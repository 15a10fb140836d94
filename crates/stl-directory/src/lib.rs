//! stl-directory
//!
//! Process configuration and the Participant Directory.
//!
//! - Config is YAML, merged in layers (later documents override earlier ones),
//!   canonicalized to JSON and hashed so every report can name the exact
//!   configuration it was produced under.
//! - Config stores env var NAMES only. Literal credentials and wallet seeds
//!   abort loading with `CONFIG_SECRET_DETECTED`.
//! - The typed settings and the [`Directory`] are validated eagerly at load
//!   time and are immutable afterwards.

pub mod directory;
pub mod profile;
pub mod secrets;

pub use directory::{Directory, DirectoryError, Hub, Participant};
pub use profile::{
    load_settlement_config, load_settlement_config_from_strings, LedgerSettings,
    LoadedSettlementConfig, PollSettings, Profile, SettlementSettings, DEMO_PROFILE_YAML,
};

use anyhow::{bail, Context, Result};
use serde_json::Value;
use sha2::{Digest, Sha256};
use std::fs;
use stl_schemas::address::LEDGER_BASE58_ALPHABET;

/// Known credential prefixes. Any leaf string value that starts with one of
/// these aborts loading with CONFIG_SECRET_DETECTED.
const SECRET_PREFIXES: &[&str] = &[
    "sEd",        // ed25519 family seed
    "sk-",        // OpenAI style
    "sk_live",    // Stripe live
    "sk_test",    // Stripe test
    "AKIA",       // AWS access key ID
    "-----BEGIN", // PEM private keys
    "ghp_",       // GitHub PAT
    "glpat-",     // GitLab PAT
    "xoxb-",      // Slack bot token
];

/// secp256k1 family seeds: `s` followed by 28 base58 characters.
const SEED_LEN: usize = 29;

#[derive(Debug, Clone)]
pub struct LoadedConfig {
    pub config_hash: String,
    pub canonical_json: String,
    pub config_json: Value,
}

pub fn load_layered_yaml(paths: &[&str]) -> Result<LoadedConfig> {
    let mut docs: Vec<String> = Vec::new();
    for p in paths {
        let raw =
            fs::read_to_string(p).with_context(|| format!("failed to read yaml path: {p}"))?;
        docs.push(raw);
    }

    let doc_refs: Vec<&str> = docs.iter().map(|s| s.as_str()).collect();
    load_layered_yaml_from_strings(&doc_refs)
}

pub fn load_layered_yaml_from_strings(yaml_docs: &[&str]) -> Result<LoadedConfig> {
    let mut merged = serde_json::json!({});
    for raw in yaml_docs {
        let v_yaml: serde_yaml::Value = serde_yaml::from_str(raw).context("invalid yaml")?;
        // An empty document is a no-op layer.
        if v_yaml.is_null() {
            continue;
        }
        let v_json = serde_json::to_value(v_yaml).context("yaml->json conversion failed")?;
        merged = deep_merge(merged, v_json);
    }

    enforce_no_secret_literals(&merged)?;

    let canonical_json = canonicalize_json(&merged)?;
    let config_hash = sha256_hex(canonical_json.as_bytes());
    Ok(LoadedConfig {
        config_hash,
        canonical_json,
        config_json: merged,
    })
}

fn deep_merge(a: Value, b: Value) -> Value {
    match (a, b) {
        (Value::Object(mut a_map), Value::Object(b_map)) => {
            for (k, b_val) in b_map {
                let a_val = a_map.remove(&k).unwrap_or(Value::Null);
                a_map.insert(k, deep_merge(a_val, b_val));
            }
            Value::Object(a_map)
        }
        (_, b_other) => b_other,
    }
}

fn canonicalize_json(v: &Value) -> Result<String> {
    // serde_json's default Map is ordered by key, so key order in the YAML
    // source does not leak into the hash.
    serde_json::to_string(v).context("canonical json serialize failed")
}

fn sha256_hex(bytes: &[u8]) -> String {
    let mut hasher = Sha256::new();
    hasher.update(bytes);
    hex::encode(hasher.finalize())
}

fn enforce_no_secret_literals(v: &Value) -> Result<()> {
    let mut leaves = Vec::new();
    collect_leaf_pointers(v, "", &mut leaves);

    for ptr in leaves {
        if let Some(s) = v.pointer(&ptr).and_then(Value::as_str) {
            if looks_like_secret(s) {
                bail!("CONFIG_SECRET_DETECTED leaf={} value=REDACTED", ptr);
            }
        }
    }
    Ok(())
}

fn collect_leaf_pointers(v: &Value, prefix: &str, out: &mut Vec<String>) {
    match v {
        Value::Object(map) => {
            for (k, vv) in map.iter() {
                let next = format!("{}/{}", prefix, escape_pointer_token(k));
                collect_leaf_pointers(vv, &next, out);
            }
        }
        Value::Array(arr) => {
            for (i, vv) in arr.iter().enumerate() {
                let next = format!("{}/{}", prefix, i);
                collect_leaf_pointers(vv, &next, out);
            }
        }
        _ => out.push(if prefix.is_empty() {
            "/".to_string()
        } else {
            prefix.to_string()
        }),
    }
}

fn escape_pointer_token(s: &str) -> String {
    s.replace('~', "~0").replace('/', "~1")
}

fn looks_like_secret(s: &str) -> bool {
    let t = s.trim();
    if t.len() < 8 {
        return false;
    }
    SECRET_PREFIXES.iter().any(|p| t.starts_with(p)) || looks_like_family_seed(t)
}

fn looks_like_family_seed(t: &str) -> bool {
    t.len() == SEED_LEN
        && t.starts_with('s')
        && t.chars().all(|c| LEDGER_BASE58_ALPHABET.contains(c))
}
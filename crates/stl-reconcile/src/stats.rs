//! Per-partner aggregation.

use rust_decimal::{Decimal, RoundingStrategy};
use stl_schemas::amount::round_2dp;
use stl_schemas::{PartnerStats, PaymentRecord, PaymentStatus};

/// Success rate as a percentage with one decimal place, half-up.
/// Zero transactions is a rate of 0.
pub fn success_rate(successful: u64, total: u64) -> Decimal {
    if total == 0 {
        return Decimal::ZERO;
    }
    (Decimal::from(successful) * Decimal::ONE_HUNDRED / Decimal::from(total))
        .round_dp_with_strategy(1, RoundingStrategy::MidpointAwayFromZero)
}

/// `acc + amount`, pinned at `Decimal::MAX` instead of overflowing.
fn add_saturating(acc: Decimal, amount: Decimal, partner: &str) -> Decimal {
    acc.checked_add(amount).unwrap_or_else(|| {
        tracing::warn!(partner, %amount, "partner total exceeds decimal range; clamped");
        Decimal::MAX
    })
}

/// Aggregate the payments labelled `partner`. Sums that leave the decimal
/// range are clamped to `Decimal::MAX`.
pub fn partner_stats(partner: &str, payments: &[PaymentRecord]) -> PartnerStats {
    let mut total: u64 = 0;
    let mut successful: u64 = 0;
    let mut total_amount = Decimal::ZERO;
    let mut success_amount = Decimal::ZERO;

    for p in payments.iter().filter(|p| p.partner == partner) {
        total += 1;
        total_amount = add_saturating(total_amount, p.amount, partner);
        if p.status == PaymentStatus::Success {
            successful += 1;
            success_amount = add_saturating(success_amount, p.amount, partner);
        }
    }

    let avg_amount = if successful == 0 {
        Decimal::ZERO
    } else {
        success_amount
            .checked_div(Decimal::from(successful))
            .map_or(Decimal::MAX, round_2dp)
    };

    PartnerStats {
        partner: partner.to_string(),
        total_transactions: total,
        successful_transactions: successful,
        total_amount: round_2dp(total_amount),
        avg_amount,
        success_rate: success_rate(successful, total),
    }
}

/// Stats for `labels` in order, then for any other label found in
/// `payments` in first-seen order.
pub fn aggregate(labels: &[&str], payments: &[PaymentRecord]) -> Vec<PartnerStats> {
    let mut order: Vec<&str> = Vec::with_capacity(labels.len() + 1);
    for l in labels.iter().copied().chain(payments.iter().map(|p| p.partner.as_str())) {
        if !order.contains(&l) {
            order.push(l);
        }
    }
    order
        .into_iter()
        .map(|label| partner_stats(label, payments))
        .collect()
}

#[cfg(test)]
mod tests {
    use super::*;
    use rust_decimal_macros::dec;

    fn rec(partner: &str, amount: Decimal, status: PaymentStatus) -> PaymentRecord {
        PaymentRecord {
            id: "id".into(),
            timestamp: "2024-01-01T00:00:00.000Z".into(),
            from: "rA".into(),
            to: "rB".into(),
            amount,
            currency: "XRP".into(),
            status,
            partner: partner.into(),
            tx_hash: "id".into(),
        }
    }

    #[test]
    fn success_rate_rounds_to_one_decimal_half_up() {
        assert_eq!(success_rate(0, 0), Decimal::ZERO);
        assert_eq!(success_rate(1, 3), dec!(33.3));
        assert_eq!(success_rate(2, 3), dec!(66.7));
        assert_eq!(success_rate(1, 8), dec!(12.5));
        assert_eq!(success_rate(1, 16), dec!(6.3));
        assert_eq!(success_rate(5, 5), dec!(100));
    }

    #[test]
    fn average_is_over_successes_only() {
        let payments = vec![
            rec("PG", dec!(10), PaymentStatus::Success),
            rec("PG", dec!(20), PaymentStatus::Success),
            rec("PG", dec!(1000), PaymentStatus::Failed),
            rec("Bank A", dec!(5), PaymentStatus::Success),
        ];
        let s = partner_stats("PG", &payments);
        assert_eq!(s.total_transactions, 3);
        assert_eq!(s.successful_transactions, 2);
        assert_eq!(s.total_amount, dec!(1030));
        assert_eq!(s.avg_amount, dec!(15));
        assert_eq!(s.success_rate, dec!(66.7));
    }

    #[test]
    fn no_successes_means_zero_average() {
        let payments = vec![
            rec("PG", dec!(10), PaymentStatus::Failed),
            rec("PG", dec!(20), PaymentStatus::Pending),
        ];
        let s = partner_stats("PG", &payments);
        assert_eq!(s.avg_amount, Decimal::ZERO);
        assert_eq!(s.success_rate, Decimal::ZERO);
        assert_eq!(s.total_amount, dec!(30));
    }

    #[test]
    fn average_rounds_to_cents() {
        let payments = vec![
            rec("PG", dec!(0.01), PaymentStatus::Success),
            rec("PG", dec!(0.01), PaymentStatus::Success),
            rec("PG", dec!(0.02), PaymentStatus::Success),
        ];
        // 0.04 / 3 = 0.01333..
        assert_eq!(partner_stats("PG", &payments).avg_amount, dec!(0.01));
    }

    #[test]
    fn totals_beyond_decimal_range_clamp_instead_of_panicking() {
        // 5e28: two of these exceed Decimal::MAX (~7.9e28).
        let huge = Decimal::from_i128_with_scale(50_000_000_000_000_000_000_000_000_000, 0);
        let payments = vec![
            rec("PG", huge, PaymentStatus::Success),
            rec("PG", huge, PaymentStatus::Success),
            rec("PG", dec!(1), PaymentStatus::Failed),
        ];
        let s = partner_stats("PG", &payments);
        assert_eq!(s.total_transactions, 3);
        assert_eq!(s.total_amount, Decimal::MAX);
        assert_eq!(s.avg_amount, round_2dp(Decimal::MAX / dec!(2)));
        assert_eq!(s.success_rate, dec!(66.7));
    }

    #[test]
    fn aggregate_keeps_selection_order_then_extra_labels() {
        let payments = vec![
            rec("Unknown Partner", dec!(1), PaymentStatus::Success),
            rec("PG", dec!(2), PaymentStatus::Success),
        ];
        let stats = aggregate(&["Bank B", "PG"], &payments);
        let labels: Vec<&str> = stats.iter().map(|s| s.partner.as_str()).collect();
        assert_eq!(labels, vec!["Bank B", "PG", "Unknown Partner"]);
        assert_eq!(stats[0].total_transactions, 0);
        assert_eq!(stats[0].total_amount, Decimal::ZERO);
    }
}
...
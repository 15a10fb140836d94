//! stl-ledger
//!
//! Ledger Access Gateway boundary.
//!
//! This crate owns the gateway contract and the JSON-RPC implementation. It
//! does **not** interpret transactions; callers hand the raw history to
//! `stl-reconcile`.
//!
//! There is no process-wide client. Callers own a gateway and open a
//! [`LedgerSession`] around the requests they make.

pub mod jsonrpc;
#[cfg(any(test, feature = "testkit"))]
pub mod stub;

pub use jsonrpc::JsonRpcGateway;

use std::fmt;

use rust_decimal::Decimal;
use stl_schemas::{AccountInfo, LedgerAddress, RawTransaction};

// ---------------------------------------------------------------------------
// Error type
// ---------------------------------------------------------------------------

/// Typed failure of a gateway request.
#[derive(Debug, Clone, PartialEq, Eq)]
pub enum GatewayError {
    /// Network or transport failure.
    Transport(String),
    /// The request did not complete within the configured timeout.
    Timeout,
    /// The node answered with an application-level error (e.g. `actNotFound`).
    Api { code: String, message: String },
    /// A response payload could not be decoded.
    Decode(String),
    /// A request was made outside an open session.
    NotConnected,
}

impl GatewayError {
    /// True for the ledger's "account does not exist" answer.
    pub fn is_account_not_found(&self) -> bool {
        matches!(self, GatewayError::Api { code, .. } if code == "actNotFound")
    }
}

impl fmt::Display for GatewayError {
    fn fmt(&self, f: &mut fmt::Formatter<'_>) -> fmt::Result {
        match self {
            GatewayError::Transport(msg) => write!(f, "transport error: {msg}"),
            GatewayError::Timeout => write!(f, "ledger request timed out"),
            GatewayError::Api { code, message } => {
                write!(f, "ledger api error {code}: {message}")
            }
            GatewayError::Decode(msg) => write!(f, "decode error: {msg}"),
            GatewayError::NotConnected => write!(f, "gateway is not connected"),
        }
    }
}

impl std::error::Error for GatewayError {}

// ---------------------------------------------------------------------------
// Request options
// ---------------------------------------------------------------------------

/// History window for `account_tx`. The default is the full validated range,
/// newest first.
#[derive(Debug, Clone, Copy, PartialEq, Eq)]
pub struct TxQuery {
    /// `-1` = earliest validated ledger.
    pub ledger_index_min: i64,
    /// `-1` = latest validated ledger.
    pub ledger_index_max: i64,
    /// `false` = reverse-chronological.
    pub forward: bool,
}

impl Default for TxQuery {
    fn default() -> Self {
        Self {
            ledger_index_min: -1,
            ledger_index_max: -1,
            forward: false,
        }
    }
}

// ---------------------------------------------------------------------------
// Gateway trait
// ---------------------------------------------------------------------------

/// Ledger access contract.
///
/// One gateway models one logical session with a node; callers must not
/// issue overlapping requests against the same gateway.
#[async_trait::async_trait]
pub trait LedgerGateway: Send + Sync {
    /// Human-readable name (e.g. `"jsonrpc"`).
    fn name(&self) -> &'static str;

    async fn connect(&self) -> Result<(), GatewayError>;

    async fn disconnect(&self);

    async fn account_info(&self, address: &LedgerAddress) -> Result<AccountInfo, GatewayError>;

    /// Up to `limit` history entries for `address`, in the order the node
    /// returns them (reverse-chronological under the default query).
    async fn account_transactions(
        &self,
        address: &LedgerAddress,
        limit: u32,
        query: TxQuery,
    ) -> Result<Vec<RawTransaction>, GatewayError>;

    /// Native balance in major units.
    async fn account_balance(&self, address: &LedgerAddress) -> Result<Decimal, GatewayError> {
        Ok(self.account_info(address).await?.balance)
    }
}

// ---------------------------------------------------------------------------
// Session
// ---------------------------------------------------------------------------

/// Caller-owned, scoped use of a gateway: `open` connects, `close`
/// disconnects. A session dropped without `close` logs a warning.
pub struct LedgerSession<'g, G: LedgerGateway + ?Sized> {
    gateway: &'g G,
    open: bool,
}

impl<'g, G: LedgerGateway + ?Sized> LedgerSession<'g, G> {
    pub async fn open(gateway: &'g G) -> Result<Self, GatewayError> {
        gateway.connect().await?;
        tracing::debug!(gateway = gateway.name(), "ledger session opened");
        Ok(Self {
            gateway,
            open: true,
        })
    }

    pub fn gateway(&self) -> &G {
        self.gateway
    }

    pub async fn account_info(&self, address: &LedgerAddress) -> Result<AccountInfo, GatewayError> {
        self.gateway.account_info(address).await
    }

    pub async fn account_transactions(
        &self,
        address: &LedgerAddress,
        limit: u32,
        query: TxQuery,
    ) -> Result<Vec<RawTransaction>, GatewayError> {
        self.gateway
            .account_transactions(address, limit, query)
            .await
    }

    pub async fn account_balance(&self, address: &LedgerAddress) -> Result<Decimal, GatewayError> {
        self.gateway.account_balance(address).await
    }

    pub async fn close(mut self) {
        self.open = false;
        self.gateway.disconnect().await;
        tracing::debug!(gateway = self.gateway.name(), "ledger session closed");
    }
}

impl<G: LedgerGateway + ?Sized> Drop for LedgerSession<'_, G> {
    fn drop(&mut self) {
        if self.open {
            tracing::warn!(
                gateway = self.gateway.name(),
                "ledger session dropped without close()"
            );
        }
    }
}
...
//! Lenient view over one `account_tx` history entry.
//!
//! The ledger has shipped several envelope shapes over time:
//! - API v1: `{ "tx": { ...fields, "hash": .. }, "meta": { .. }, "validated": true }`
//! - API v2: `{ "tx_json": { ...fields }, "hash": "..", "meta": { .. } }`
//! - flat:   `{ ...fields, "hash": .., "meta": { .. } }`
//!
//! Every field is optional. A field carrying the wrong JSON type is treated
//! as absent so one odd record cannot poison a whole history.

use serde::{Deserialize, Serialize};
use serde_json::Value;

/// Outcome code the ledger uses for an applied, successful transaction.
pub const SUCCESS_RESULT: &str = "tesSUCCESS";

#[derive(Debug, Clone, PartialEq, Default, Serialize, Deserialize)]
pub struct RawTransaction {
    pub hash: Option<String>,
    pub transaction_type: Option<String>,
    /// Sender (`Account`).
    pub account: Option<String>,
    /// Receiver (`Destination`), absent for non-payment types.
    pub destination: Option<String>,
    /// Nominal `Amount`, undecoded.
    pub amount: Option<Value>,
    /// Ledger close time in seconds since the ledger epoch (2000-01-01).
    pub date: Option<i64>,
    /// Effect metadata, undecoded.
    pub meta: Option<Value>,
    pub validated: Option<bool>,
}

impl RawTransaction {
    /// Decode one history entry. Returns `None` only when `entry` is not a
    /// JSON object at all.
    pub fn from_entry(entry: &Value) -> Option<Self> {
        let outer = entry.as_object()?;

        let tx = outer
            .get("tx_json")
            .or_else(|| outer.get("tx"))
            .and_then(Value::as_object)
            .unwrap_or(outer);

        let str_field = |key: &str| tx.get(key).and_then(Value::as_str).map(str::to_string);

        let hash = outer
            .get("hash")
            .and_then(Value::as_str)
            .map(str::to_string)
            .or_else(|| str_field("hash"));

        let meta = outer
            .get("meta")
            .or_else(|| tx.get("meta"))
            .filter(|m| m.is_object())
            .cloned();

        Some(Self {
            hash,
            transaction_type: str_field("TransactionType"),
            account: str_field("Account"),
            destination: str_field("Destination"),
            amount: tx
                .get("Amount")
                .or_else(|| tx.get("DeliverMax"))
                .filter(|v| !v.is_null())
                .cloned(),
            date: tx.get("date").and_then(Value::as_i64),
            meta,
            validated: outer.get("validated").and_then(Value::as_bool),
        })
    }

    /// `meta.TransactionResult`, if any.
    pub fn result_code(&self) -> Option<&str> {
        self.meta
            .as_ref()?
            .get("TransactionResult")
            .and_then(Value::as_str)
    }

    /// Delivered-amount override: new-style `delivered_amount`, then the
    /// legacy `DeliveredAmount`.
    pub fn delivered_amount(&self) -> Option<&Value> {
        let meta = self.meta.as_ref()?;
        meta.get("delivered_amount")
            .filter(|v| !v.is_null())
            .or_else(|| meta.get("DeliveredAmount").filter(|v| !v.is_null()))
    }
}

TASK DESCRIPTION: Each line of the records that holds the word "node" should be copied out.

YOUR RESPONSE:
    /// The node answered with an application-level error (e.g. `actNotFound`).
/// One gateway models one logical session with a node; callers must not
    /// Up to `limit` history entries for `address`, in the order the node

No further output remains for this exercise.